It’s almost unbelievable that most of the people who lived in the same apartment with America’s first Ebola patient are coming out of quarantine having fully recovered.

Ebola Patient

Ebola Patient

The patient, Thomas Eric Duncan, died of Ebola, and the two American nurses taking care of him got infected. However, there are some cases where infected people have survived; an infected Spanish nurse and four American health workers posted in West African States have dramatically recovered. It is also reported that not all the West Africans who contact the disease die.

Explanation for this dramatic recovery

The successful end of the quarantine for 43 individuals who had physical contact with the late Duncan confirms what many people think about the disease. One scholar from the University Of Texas School Of Public Health, Dr. Joseph McCormick argues that Ebola cannot be contacted so easily. While working with the Center for Disease Control and Prevention, Dr. McCormick worked with a team entrusted with control of the first recorded Ebola outbreak in 1976, since then he has worked to contain a series of Ebola outbreaks, and diseases caused by related viruses.

Ebola spreads when a person’s body fluids contact those of an infected person, such as touching the eyes and nose with contaminated hands or through broken skin. On entering the body the virus launches series of attacks on the body’s immune system and triggers off its alarms. It then multiplies exponentially and infects many types of cells, it’s only until too late that the immune system recognizes it and retreats.

Symptoms do not appear until the virus load is very high, with the first ones being fever, pains in the muscles, sore throat and headache. It’s only after symptoms appear that one can start infecting others.

Researchers have not yet found out why this disease affects victims in different ways. McCormick argues that the time between infection and appearance of first symptoms depends on the amount of virus exposed to initially.

The World Health Organization has said that there is high load of the Ebola virus in feces, vomit and blood than any other body fluids.

To date there is no specific medication or treatment for Ebola, health specialists say that basic supportive care such as containing blood pressure, and providing intravenous nutrients and fluids helps the body to hit back on the virus and eliminate it.

Most Ebola patients become dehydrated because of excessive diarrhea and vomiting. In advanced stages it causes leaks in a patient’s blood vessels, and this eventually leads to a large drop in blood pressure and buildup of fluid in lungs.
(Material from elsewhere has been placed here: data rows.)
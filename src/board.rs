//! This module contains the mutable state the solver operates on: the
//! [DigitSet] of candidates that remain possible for a cell, and the [Board],
//! which maps every cell to such a set. In contrast to the immutable
//! [Topology](crate::topology::Topology), a board is owned by exactly one
//! component at a time and is deep-copied whenever the search engine
//! branches.

use crate::{Grid, CELL_COUNT, SIZE};
use crate::topology::Cell;
use crate::trace::Trace;

use serde::{Deserialize, Serialize};

use std::ops::{BitAnd, BitAndAssign, BitOr, BitOrAssign, Sub, SubAssign};

const ALL_DIGITS: u16 = (1 << SIZE) - 1;

/// A set of digits from 1 to 9, implemented as a single 9-bit word. This
/// makes membership tests, size queries, and equality checks constant-time
/// bit operations, which the solver relies on for solved-detection and for
/// the minimum-remaining-values comparison.
///
/// Digits outside the range `[1, 9]` are never contained and are ignored by
/// [DigitSet::insert] and [DigitSet::remove], so no operation on this type
/// can fail.
#[derive(Clone, Copy, Debug, Deserialize, Eq, Hash, PartialEq, Serialize)]
pub struct DigitSet(u16);

fn mask(digit: usize) -> u16 {
    if digit >= 1 && digit <= SIZE {
        1 << (digit - 1)
    }
    else {
        0
    }
}

impl DigitSet {

    /// Creates a new, empty digit set. On a consistent board this state never
    /// occurs; it signals a contradiction.
    pub fn empty() -> DigitSet {
        DigitSet(0)
    }

    /// Creates a digit set containing all digits from 1 to 9. This is the
    /// initial candidate set of every cell without a given clue.
    pub fn all() -> DigitSet {
        DigitSet(ALL_DIGITS)
    }

    /// Creates a digit set containing only the given digit.
    pub fn singleton(digit: usize) -> DigitSet {
        DigitSet(mask(digit))
    }

    /// Indicates whether this set contains the given digit.
    pub fn contains(self, digit: usize) -> bool {
        self.0 & mask(digit) != 0
    }

    /// Inserts the given digit into this set. Returns `true` if and only if
    /// the set changed, i.e. the digit is in range and was not present
    /// before.
    pub fn insert(&mut self, digit: usize) -> bool {
        let before = self.0;
        self.0 |= mask(digit);
        self.0 != before
    }

    /// Removes the given digit from this set. Returns `true` if and only if
    /// the set changed, i.e. the digit was present before.
    pub fn remove(&mut self, digit: usize) -> bool {
        let before = self.0;
        self.0 &= !mask(digit);
        self.0 != before
    }

    /// Returns the number of digits contained in this set.
    pub fn len(self) -> usize {
        self.0.count_ones() as usize
    }

    /// Indicates whether this set is empty.
    pub fn is_empty(self) -> bool {
        self.0 == 0
    }

    /// If this set contains exactly one digit, returns that digit, and `None`
    /// otherwise. A cell whose candidate set yields `Some` is solved.
    pub fn single(self) -> Option<usize> {
        if self.len() == 1 {
            Some(self.0.trailing_zeros() as usize + 1)
        }
        else {
            None
        }
    }

    /// Returns an iterator over the digits contained in this set in ascending
    /// order.
    pub fn iter(self) -> DigitSetIter {
        DigitSetIter(self.0)
    }

    /// Computes the set union of this and the given set and stores the result
    /// in this set. Returns `true` if and only if this set changed.
    ///
    /// `DigitSet` implements [BitOr] and [BitOrAssign] as syntactic sugar for
    /// this operation.
    pub fn union_assign(&mut self, other: DigitSet) -> bool {
        let before = self.0;
        self.0 |= other.0;
        self.0 != before
    }

    /// Computes the set intersection of this and the given set and stores the
    /// result in this set. Returns `true` if and only if this set changed.
    ///
    /// `DigitSet` implements [BitAnd] and [BitAndAssign] as syntactic sugar
    /// for this operation.
    pub fn intersect_assign(&mut self, other: DigitSet) -> bool {
        let before = self.0;
        self.0 &= other.0;
        self.0 != before
    }

    /// Computes the set difference of this and the given set, with `other`
    /// acting as the right-hand side, and stores the result in this set.
    /// Returns `true` if and only if this set changed.
    ///
    /// `DigitSet` implements [Sub] and [SubAssign] as syntactic sugar for
    /// this operation.
    pub fn difference_assign(&mut self, other: DigitSet) -> bool {
        let before = self.0;
        self.0 &= !other.0;
        self.0 != before
    }
}

/// An iterator over the digits of a [DigitSet] in ascending order.
pub struct DigitSetIter(u16);

impl Iterator for DigitSetIter {
    type Item = usize;

    fn next(&mut self) -> Option<usize> {
        if self.0 == 0 {
            None
        }
        else {
            let digit = self.0.trailing_zeros() as usize + 1;
            self.0 &= self.0 - 1;
            Some(digit)
        }
    }
}

impl IntoIterator for DigitSet {
    type Item = usize;
    type IntoIter = DigitSetIter;

    fn into_iter(self) -> DigitSetIter {
        self.iter()
    }
}

impl BitOr for DigitSet {
    type Output = DigitSet;

    fn bitor(mut self, rhs: DigitSet) -> DigitSet {
        self.union_assign(rhs);
        self
    }
}

impl BitAnd for DigitSet {
    type Output = DigitSet;

    fn bitand(mut self, rhs: DigitSet) -> DigitSet {
        self.intersect_assign(rhs);
        self
    }
}

impl Sub for DigitSet {
    type Output = DigitSet;

    fn sub(mut self, rhs: DigitSet) -> DigitSet {
        self.difference_assign(rhs);
        self
    }
}

impl BitOrAssign for DigitSet {
    fn bitor_assign(&mut self, rhs: DigitSet) {
        self.union_assign(rhs);
    }
}

impl BitAndAssign for DigitSet {
    fn bitand_assign(&mut self, rhs: DigitSet) {
        self.intersect_assign(rhs);
    }
}

impl SubAssign for DigitSet {
    fn sub_assign(&mut self, rhs: DigitSet) {
        self.difference_assign(rhs);
    }
}

/// Creates a new [DigitSet](crate::board::DigitSet) that contains the
/// specified digits.
///
/// An example usage of this macro looks as follows:
///
/// ```
/// use sudoku_deduce::digits;
///
/// let set = digits!(2, 7);
/// assert!(set.contains(2));
/// assert!(!set.contains(3));
/// assert_eq!(2, set.len());
/// ```
#[macro_export]
macro_rules! digits {
    ($($digit:expr),+) => {
        {
            let mut set = $crate::board::DigitSet::empty();
            $(set.insert($digit);)+
            set
        }
    };
}

/// A mapping from every cell of the grid to its current [DigitSet] of
/// candidates, stored row-major. This is the state the propagation rules
/// prune and the search engine branches over.
///
/// A board is consistent as long as every candidate set is non-empty; a cell
/// is solved once its set is a singleton. How emptiness is detected and
/// reported is the business of the
/// [strategy module](crate::solver::strategy).
///
/// Cloning a board copies the candidate sets, so clones never alias. The
/// search engine depends on this: every branch mutates its own copy.
#[derive(Clone, Debug, Deserialize, Eq, PartialEq, Serialize)]
pub struct Board {
    cells: Vec<DigitSet>
}

impl Board {

    /// Creates a board from the given grid: a cell with a clue starts with a
    /// singleton candidate set, a cell without one starts with all digits.
    /// Contradictory clues are accepted here and surface later during
    /// propagation.
    pub fn from_grid(grid: &Grid) -> Board {
        let mut cells = Vec::with_capacity(CELL_COUNT);

        for index in 0..CELL_COUNT {
            let candidates = match grid.cells()[index] {
                Some(digit) => DigitSet::singleton(digit),
                None => DigitSet::all()
            };

            cells.push(candidates);
        }

        Board {
            cells
        }
    }

    /// Gets the current candidate set of the given cell.
    pub fn candidates(&self, cell: Cell) -> DigitSet {
        self.cells[cell.index()]
    }

    /// Replaces the candidate set of the given cell without any bookkeeping.
    /// This is meant for setting up boards by hand, for tests or external
    /// tools; during solving, all changes go through [Board::assign] and
    /// [Board::eliminate].
    pub fn set_candidates(&mut self, cell: Cell, candidates: DigitSet) {
        self.cells[cell.index()] = candidates;
    }

    /// Forces the given cell to exactly the given digit and appends a
    /// snapshot of the resulting board to the trace. This is the explicit
    /// assignment operation used by the only-choice rule and by the search
    /// engine's guesses; passive elimination never records anything.
    ///
    /// If the cell is already fixed to exactly this digit, nothing changes
    /// and no snapshot is recorded. Returns `true` if and only if the board
    /// changed.
    pub fn assign(&mut self, cell: Cell, digit: usize, trace: &mut Trace)
            -> bool {
        let candidates = DigitSet::singleton(digit);

        if self.cells[cell.index()] == candidates {
            false
        }
        else {
            self.cells[cell.index()] = candidates;
            trace.record(self);
            true
        }
    }

    /// Removes the given digit from the candidate set of the given cell.
    /// Returns `true` if and only if the set changed. The resulting set may
    /// be empty; callers must check for that and treat it as a
    /// contradiction.
    pub fn eliminate(&mut self, cell: Cell, digit: usize) -> bool {
        self.cells[cell.index()].remove(digit)
    }

    /// Returns the number of solved cells, i.e. cells whose candidate set is
    /// a singleton. The propagation loop stalls once a full pass leaves this
    /// count unchanged.
    pub fn solved_count(&self) -> usize {
        self.cells.iter()
            .filter(|candidates| candidates.len() == 1)
            .count()
    }

    /// Indicates whether every cell of this board is solved.
    pub fn is_solved(&self) -> bool {
        self.cells.iter().all(|candidates| candidates.len() == 1)
    }

    /// Converts this board into a grid, entering the digits of all solved
    /// cells and leaving all other cells empty.
    pub fn to_grid(&self) -> Grid {
        let mut grid = Grid::empty();

        for (index, candidates) in self.cells.iter().enumerate() {
            if let Some(digit) = candidates.single() {
                grid.set_by_index(index, digit);
            }
        }

        grid
    }
}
McCormick recommends more fluid for they help keep up blood pressure, he discourages pushing patients into pulmonary edema because they literally may end up drowning.

Death normally results from shock and organ failure.

According to Dr. Bruce Ribner, the body depends on its defense mechanisms to contain the Ebola virus. Ribner is in charge of the Atlanta Emory University Hospital infectious disease unit, which has successfully treated three patients and currently is treating a Dallas Nurse.

He said that what they basically do is to keep the patient alive for long enough to allow the body successfully fight off the infection.

Doctors in charge of Ebola treatment units at Nebraska and Emory Medical Centers, both of which have history of having carried out successful treatments, say they do not know the efficacy of their treatment. They suggest that their experimental treatments involve plasma transfusion from an Ebola attack survivor, or rare experimental drugs.

The chances of surviving an attack may as well depend how fast one seeks medical care. In some instances it is affected by uncontrollable factors. Basing our argument on McCormick’s research, we can argue that survival is partially dependent on the first reaction of the body to the attack, that is, whether most of white blood cells die before fighting off the virus. Some researchers have found out that genetic immune factors also determine the chances of survival.